Pull out every line below that holds the word "preloaded".

[Dataset entries]
*****

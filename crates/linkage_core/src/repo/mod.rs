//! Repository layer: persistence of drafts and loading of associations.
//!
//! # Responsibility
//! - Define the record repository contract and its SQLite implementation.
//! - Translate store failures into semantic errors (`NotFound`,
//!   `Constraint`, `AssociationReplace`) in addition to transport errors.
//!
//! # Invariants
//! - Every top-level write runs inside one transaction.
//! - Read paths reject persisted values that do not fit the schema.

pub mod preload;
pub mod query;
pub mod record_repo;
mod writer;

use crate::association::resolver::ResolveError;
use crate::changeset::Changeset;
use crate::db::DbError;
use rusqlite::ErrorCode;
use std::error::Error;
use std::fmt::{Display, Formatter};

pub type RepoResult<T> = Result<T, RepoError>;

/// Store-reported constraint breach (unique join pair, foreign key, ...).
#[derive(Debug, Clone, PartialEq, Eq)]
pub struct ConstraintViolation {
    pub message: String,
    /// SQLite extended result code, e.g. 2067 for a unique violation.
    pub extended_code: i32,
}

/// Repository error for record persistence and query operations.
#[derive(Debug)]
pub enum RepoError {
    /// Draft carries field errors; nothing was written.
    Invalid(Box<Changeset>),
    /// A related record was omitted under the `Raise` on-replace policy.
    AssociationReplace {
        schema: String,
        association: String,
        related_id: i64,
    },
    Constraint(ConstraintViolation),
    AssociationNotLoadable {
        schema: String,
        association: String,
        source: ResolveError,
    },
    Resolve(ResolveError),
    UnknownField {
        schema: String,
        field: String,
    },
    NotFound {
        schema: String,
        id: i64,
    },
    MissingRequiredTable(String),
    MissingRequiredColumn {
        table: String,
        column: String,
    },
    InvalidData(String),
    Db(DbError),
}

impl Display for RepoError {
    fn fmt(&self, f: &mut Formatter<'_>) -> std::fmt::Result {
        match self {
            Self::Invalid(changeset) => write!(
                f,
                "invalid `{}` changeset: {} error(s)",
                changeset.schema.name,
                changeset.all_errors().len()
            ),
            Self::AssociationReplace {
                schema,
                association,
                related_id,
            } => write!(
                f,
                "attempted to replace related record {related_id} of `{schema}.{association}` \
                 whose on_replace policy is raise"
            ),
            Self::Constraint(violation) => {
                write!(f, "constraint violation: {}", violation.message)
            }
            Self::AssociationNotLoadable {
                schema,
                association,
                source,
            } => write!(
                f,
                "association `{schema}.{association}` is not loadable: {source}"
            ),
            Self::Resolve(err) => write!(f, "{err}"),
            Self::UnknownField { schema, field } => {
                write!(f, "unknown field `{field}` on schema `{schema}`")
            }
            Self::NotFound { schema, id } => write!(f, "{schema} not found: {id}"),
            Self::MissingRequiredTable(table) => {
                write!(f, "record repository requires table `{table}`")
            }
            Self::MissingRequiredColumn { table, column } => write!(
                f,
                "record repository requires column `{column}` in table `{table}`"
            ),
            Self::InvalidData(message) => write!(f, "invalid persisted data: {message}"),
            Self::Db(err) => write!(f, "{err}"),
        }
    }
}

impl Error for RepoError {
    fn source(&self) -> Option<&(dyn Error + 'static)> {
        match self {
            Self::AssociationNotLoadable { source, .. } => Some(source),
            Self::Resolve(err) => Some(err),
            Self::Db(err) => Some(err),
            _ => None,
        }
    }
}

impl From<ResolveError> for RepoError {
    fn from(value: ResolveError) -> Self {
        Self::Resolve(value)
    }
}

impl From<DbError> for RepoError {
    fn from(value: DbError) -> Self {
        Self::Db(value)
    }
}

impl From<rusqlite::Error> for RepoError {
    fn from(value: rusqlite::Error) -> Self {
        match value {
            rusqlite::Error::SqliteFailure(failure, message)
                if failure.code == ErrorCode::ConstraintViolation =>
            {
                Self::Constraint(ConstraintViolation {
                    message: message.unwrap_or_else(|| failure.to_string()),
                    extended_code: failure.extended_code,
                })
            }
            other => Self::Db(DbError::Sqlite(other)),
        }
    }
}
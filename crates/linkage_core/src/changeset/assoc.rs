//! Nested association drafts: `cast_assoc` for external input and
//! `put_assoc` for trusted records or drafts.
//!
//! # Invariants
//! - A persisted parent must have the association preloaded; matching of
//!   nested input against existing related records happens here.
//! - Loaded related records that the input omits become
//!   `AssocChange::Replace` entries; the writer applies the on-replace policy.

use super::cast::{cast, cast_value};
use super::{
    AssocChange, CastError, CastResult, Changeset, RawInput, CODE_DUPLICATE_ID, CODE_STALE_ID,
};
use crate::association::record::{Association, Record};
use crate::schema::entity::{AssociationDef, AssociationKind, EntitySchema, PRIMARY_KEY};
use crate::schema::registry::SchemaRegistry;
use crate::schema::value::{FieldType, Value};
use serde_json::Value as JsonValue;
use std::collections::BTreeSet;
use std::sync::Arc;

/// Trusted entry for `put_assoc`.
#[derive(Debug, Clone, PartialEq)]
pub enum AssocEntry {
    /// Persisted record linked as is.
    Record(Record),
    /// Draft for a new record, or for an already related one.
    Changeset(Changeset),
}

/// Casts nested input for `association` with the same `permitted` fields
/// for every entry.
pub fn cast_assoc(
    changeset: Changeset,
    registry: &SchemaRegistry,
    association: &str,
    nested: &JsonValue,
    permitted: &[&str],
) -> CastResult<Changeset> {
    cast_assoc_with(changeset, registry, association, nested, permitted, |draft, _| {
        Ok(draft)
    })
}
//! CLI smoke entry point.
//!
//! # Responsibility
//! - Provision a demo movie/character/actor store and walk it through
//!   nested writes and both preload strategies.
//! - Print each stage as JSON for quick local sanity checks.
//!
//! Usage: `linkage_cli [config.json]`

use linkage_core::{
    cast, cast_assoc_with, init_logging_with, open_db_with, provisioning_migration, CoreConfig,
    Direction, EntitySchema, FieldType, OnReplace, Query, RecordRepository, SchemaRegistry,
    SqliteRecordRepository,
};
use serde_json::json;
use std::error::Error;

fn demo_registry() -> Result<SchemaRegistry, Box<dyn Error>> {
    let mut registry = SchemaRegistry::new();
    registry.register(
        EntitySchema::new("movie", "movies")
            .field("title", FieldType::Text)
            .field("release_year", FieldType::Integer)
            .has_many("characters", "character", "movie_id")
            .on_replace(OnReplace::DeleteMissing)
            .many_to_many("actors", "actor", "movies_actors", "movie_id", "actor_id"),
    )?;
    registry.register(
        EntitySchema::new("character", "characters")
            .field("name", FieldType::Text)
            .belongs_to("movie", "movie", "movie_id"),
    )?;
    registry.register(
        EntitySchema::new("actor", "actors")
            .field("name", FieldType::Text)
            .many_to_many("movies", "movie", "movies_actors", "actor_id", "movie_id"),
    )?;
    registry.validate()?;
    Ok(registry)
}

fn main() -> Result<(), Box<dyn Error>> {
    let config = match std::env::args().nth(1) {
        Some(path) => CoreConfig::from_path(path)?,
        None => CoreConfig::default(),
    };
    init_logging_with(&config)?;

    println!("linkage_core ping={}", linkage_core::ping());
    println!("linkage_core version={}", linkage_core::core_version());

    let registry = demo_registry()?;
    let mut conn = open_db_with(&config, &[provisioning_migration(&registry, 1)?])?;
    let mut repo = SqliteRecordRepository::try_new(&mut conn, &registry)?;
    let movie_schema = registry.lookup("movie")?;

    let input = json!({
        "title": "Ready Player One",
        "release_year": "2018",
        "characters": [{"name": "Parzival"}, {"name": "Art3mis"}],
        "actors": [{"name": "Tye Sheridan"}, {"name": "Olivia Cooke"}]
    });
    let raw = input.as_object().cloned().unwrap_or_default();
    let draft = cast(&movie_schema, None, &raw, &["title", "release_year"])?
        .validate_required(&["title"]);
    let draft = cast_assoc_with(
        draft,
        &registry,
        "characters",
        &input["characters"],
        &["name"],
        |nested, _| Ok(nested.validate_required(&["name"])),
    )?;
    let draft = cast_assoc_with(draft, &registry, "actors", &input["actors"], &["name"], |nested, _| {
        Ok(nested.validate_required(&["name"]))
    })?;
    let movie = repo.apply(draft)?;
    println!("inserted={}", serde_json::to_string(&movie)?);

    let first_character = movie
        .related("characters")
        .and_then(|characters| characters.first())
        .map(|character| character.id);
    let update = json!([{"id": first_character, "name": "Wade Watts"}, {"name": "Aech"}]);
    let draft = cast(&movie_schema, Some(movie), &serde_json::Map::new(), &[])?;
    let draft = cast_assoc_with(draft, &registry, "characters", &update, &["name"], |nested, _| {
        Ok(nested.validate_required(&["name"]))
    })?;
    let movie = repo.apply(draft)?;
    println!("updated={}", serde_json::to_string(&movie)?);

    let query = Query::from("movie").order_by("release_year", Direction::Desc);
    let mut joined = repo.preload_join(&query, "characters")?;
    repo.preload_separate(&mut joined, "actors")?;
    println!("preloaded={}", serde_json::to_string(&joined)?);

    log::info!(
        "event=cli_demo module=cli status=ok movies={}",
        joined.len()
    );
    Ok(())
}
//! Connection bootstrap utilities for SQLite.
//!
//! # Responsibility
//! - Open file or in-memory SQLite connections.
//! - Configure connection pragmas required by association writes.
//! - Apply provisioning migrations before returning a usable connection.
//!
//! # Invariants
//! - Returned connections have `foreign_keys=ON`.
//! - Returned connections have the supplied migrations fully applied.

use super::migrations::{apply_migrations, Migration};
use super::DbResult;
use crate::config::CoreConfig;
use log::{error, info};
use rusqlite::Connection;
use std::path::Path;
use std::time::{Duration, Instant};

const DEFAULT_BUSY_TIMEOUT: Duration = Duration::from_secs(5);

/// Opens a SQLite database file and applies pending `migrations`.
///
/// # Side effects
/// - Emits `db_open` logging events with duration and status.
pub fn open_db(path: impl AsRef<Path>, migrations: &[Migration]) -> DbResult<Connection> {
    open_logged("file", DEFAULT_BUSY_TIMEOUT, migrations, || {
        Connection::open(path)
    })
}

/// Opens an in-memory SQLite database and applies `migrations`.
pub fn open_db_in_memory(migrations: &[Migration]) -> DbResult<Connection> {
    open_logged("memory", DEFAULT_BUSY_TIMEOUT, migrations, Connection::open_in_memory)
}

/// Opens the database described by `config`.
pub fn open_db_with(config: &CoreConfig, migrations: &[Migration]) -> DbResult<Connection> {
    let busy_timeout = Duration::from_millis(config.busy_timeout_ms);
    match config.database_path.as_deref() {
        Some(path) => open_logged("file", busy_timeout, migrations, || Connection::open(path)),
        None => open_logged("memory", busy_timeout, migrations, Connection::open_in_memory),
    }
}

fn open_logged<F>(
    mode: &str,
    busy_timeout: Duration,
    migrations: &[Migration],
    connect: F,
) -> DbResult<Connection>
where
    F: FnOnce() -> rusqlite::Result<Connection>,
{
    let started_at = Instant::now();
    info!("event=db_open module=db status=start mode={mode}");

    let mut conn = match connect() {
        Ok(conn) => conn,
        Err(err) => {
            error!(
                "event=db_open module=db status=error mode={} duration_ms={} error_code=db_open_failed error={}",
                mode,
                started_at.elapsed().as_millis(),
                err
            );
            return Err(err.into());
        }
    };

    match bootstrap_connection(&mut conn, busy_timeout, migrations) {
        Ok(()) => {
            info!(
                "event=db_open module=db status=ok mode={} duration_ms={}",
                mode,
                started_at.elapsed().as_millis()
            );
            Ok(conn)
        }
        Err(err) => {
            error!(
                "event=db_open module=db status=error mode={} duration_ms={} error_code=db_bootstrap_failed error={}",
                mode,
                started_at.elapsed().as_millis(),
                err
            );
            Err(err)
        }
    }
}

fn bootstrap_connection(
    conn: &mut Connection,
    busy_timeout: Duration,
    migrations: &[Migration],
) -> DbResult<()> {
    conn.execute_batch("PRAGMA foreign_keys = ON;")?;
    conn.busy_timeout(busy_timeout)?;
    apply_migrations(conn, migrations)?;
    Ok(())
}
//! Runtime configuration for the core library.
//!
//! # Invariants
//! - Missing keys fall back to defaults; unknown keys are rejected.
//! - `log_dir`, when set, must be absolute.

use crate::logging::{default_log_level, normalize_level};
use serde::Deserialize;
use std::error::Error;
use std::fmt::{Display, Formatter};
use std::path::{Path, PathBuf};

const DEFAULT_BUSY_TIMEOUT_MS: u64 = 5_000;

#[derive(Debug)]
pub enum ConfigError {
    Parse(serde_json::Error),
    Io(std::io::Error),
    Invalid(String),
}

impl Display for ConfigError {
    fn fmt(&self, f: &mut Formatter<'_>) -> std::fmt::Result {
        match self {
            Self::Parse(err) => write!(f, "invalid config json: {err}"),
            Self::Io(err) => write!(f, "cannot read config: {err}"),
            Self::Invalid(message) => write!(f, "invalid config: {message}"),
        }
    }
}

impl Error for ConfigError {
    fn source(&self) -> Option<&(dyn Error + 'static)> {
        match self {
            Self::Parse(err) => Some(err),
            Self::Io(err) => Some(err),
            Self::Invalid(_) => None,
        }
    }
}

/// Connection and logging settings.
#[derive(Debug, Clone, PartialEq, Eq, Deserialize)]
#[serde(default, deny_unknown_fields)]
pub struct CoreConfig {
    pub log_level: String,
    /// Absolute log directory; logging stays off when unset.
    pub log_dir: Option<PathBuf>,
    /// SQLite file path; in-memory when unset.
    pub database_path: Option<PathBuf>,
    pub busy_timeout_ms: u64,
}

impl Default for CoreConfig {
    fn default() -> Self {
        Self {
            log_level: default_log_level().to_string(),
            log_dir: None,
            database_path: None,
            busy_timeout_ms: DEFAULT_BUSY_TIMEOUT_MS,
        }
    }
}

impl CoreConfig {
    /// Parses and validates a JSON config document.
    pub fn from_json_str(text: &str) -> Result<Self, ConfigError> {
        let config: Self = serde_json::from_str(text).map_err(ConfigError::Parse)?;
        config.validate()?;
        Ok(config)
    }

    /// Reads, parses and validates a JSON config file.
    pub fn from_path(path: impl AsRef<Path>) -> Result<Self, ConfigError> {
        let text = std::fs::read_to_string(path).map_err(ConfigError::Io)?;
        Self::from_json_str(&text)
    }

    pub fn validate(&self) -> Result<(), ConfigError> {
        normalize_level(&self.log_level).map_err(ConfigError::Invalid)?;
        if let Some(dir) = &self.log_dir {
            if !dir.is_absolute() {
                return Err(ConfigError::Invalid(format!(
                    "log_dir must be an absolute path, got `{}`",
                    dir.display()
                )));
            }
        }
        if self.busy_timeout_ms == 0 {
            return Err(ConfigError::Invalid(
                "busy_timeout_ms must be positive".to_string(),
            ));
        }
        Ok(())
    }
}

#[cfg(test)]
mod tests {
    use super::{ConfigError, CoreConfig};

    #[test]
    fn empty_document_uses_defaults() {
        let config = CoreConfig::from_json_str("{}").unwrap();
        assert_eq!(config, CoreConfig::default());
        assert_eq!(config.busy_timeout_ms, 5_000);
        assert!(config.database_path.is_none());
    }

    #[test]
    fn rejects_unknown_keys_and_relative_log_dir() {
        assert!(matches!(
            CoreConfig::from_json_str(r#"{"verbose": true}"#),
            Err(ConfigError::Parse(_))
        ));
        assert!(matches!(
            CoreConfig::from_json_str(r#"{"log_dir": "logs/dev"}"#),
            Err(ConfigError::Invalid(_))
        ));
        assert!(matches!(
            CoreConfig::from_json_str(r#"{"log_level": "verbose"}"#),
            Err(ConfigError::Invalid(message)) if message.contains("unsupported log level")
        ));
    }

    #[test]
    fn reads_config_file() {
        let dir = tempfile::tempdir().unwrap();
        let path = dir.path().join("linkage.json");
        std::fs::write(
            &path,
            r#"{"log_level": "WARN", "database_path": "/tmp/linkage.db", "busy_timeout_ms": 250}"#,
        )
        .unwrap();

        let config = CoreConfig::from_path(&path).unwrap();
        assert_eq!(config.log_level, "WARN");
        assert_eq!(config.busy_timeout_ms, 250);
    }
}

*****

[Response to the task]
//! - A persisted parent must have the association preloaded; matching of
    println!("preloaded={}", serde_json::to_string(&joined)?);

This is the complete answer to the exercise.